Le recours à la blockchain met en lumière une nouvelle fois la problématique de l’anonymat des utilisateurs de cette technologie. En effet, ces derniers ne sont techniquement identifiés que par un pseudonyme (adresses attribuées par exemple). Or, la tendance actuelle au niveau européen est à un renforcement de l'authentification forte, notamment en matière de paiement électronique. Le déploiement par les établissements bancaires et financiers de ce type d’outil nécessitera donc de coupler blockchain et authentification.

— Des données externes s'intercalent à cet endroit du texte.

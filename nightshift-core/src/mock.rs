//! Mock blue light client for testing.

use crate::controller::BlueLightClient;
use crate::state::{BlueLightStatus, ObjcBool};
use std::sync::Mutex;
use std::sync::atomic::{AtomicBool, AtomicUsize, Ordering};

/// A mock blue light client for testing.
///
/// This allows testing code that depends on [`BlueLightClient`] without a Mac
/// or the CoreBrightness framework. Writes are counted so tests can check
/// that no-op operations really skip the framework.
///
/// # Example
///
/// ```
/// use nightshift_core::{MockBlueLightClient, NightShift};
///
/// let mock = MockBlueLightClient::new();
/// let night_shift = NightShift::new(&mock);
/// night_shift.set_enabled(true).unwrap();
/// assert!(mock.get_status().is_enabled());
/// assert_eq!(mock.writes(), 1);
/// ```
pub struct MockBlueLightClient {
    supported: bool,
    fail_reads: AtomicBool,
    writes: AtomicUsize,
    status: Mutex<BlueLightStatus>,
}

impl MockBlueLightClient {
    /// Create a supported mock with Night Shift off and no schedule.
    pub fn new() -> Self {
        Self::with_status(BlueLightStatus {
            available: ObjcBool::YES,
            ..Default::default()
        })
    }

    /// Create a supported mock with custom initial status.
    pub fn with_status(status: BlueLightStatus) -> Self {
        Self {
            supported: true,
            fail_reads: AtomicBool::new(false),
            writes: AtomicUsize::new(0),
            status: Mutex::new(status),
        }
    }

    /// Create a mock for a machine without Night Shift support.
    pub fn unsupported() -> Self {
        Self {
            supported: false,
            ..Self::new()
        }
    }

    /// Make subsequent status reads fail (or succeed again).
    pub fn set_read_failure(&self, fail: bool) {
        self.fail_reads.store(fail, Ordering::SeqCst);
    }

    /// Number of `set_enabled` calls that reached the mock.
    pub fn writes(&self) -> usize {
        self.writes.load(Ordering::SeqCst)
    }

    /// Current status, bypassing read failure injection.
    pub fn get_status(&self) -> BlueLightStatus {
        *self.status.lock().unwrap()
    }

    /// Change the status as if another process had done it.
    pub fn set_status(&self, status: BlueLightStatus) {
        *self.status.lock().unwrap() = status;
    }
}

impl Default for MockBlueLightClient {
    fn default() -> Self {
        Self::new()
    }
}

impl BlueLightClient for MockBlueLightClient {
    fn supports_blue_light_reduction(&self) -> bool {
        self.supported
    }

    fn get_blue_light_status(&self) -> Option<BlueLightStatus> {
        if self.fail_reads.load(Ordering::SeqCst) {
            return None;
        }
        Some(self.get_status())
    }

    fn set_enabled(&self, enabled: bool) -> bool {
        self.writes.fetch_add(1, Ordering::SeqCst);
        if !self.supported {
            return false;
        }
        let mut status = self.status.lock().unwrap();
        status.enabled = enabled.into();
        status.active = enabled.into();
        true
    }
}

#[cfg(test)]
mod tests {
    use super::*;

    #[test]
    fn test_mock_counts_writes() {
        let mock = MockBlueLightClient::new();
        assert!(mock.set_enabled(true));
        assert!(mock.set_enabled(true));
        assert_eq!(mock.writes(), 2);
        assert!(mock.get_status().is_enabled());
    }

    #[test]
    fn test_mock_read_failure() {
        let mock = MockBlueLightClient::new();
        mock.set_read_failure(true);
        assert!(mock.get_blue_light_status().is_none());

        mock.set_read_failure(false);
        assert!(mock.get_blue_light_status().is_some());
    }

    #[test]
    fn test_unsupported_mock_ignores_writes() {
        let mock = MockBlueLightClient::unsupported();
        assert!(!mock.supports_blue_light_reduction());
        assert!(!mock.set_enabled(true));
        assert!(!mock.get_status().is_enabled());
    }
}
//! Blue light status snapshot.
//!
//! These types mirror the C layout CoreBrightness fills in through
//! `-[CBBlueLightClient getBlueLightStatus:]`, so they are `#[repr(C)]` and
//! must not be reordered.

/// An Objective-C `BOOL` as stored inside framework structs.
///
/// `BOOL` is a `signed char` on Intel and a C `bool` on Apple silicon; both
/// are one byte wide, so the raw byte is kept and read as "non-zero is true".
#[repr(transparent)]
#[derive(Debug, Clone, Copy, Default, PartialEq, Eq)]
pub struct ObjcBool(i8);

impl ObjcBool {
    /// The `YES` value.
    pub const YES: Self = Self(1);
    /// The `NO` value.
    pub const NO: Self = Self(0);

    /// Interpret the raw byte as a Rust `bool`.
    pub fn as_bool(self) -> bool {
        self.0 != 0
    }
}

impl From<bool> for ObjcBool {
    fn from(value: bool) -> Self {
        if value { Self::YES } else { Self::NO }
    }
}

impl From<ObjcBool> for bool {
    fn from(value: ObjcBool) -> Self {
        value.as_bool()
    }
}

/// A wall-clock time of day used by custom schedules.
#[repr(C)]
#[derive(Debug, Clone, Copy, Default, PartialEq, Eq)]
pub struct ScheduleTime {
    /// Hour (0-23).
    pub hour: i32,
    /// Minute (0-59).
    pub minute: i32,
}

impl ScheduleTime {
    /// Create a time of day.
    pub const fn new(hour: i32, minute: i32) -> Self {
        Self { hour, minute }
    }
}

/// The custom schedule range configured in System Settings.
#[repr(C)]
#[derive(Debug, Clone, Copy, Default, PartialEq, Eq)]
pub struct Schedule {
    /// When Night Shift turns on.
    pub from_time: ScheduleTime,
    /// When Night Shift turns off.
    pub to_time: ScheduleTime,
}

/// A snapshot of the blue light reduction state.
///
/// Obtain one with [`NightShift::status`](crate::NightShift::status).
#[repr(C)]
#[derive(Debug, Clone, Copy, Default, PartialEq, Eq)]
pub struct BlueLightStatus {
    /// Whether the warm color shift is currently applied.
    pub active: ObjcBool,
    /// Whether Night Shift is switched on.
    pub enabled: ObjcBool,
    /// Whether location services allow the sunset schedule.
    pub sun_schedule_permitted: ObjcBool,
    /// Schedule mode code (0=Off, 1=Sunset to Sunrise, 2=Custom).
    pub mode: i32,
    /// Custom schedule range, meaningful when `mode` is 2.
    pub schedule: Schedule,
    /// Reasons the framework is holding the feature off.
    pub disable_flags: u64,
    /// Whether the feature is available on the current display.
    pub available: ObjcBool,
}

impl BlueLightStatus {
    /// Whether Night Shift is switched on.
    pub fn is_enabled(&self) -> bool {
        self.enabled.as_bool()
    }
}
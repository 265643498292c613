//! Control macOS Night Shift from the command line.

mod args;
mod dispatch;

use args::ParsedArgs;
use log::{debug, error};
use std::io;

fn main() {
    env_logger::init();

    let args = std::env::args_os().map(|arg| arg.to_string_lossy().into_owned());
    let parsed = ParsedArgs::parse(args);
    debug!("parsed action: {:?}", parsed.action);

    let stdout = io::stdout();
    let mut out = stdout.lock();

    // Every outcome is a printed message; the exit code stays 0.
    if let Err(e) = dispatch::run(&parsed, nightshift_core::connect, &mut out) {
        error!("failed to write output: {}", e);
    }
}
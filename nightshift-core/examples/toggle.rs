//! Example: Toggle Night Shift on/off.
//!
//! Run with: `cargo run --example toggle`

use nightshift_core::{ControllerError, connect};

fn main() -> Result<(), ControllerError> {
    // Initialize logging (optional)
    env_logger::init();

    // Load CoreBrightness and create the client
    let night_shift = connect()?;

    println!(
        "Current state: enabled={}, schedule={:?}",
        night_shift.is_enabled(),
        night_shift.schedule()
    );

    match night_shift.toggle() {
        Ok(enabled) => println!("Toggled to: {}", if enabled { "ON" } else { "OFF" }),
        Err(e) => eprintln!("Error toggling Night Shift: {}", e),
    }

    Ok(())
}
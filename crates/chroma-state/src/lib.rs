//! Interactive-thread state for the Chroma Studio editor core.
//!
//! Everything in this crate runs on the interactive thread and is owned by
//! one explicitly constructed [`EditorSession`]:
//!
//! - [`cache::FingerprintCache`] memoizes derived read-queries against the
//!   config's content fingerprint and broadcasts invalidation waves;
//! - [`undo::UndoStack`] records reversible edits as field edits or full
//!   before/after snapshots on a single linear stack;
//! - [`subscription::SubscriptionRegistry`] maps ten slots to named config
//!   items and rebroadcasts their resolved processors on change or rename;
//! - [`events::EventBus`] fans model events out to UI observers in
//!   registration order.
//!
//! None of this state is shared across threads; the single-mutator
//! invariant (only the interactive thread touches the config) is what lets
//! every structure here stay lock-free.

pub mod cache;
pub mod error;
pub mod events;
pub mod session;
pub mod subscription;
pub mod undo;

pub use cache::{FingerprintCache, Query};
pub use error::{Result, StateError};
pub use events::{Event, EventBus, SubscriberId};
pub use session::EditorSession;
pub use subscription::{MenuItem, Slot, SlotBadge, SubscriptionRegistry};
pub use undo::{StateCapture, UndoRecord, UndoStack};
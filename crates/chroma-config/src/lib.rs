//! In-memory color pipeline configuration model.
//!
//! This crate is the config collaborator for the Chroma Studio editor core.
//! It owns the mutable config object that every editor panel reads and
//! writes, and exposes the three capabilities the state layer depends on:
//!
//! - entity accessors (get/list/insert/remove/move/rename and typed field
//!   get/set per item kind), treated as opaque by the rest of the system;
//! - a cheap content [`Fingerprint`] over the whole config, which fails
//!   while the config is in a transiently inconsistent state;
//! - full-state [`Snapshot`] save/restore, used only by the undo engine and
//!   treated as opaque bytes everywhere else.
//!
//! Transform resolution ([`Config::resolve_processor`]) and the derived
//! artifact generators ([`processor::shader_text`], [`processor::ctf_text`])
//! live here as well, since they need config internals the other crates
//! never see.

pub mod config;
pub mod error;
pub mod fingerprint;
pub mod processor;
pub mod snapshot;

pub use config::{ColorSpace, Config, Display, Field, ItemKind, Look, View};
pub use error::{ConfigError, Result};
pub use fingerprint::Fingerprint;
pub use processor::{ProcessorPair, Transform};
pub use snapshot::{Snapshot, SnapshotBlob};
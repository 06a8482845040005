//! Error types for the notification router.

use thiserror::Error;

/// Errors surfaced by the router's public API.
///
/// Conversion failures inside the worker never reach here; they are logged
/// and only skip the affected destination for that one message.
#[derive(Debug, Error)]
#[non_exhaustive]
pub enum RouterError {
    /// The worker did not stop within the shutdown grace period.
    ///
    /// The worker fully drains one message between dequeues, so missing
    /// the grace window means it is stuck. Callers must treat this as
    /// fatal and exit non-zero.
    #[error("worker did not stop within {waited_ms} ms")]
    ShutdownTimeout {
        /// How long shutdown waited before giving up.
        waited_ms: u64,
    },

    /// The worker thread ended before shutdown was requested.
    #[error("worker thread is no longer running")]
    WorkerGone,
}

/// Convenience alias used throughout this crate.
pub type Result<T> = std::result::Result<T, RouterError>;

Ce premier prérequis met en exergue le deuxième : la gestion du réseau. Même si la vérification de chaque bloc de la chaîne de confiance revient à chaque Mineur (membre du réseau) et que l’autorité centrale n’est plus nécessaire, le besoin de connaître ces derniers relèvent d’exigences légales propres à chaque profession. Dès lors, comme pour les offres de Cloud, les offres de Blockchain – caractérisées désormais en fonction des besoins d’une communauté donnée – peuvent être :

- publiques, c’est-à-dire sans restriction à l’entrée (et donc sans prérequis juridiques le plus souvent, comme une identification même sommaire) ;

- hybrides, c’est-à-dire que le processus de sélection du bloc à ajouter à la blockchain est contrôlé par un panel d’organismes (ex : des institutions financières), le droit de lire la blockchain peut être ouvert au public ou restreint à certains utilisateurs. En outre, une Application (API) dédiée pourra être mise en place pour déposer ou vérifier une transaction donnée ;

- ou privées, c’est-à-dire que l’accès au réseau est restreint à certains utilisateurs montrant patte blanche auprès d’une autorité centrale (ex : une banque). La gestion des droits de lire ou de déposer des transactions pourra être répartie par l’autorité

Enfin, la blockchain met en exergue le besoin de disposer de moyens cryptographiques suffisamment fiables pour éviter toute remise en cause de la sécurité informatique du système.

Il convient désormais aux entreprises de déterminer comment se saisir de cet objet technique complexe encore mal connu, puis comment l’utiliser dans des conditions de sécurité juridiques, techniques organisationnelles optimales.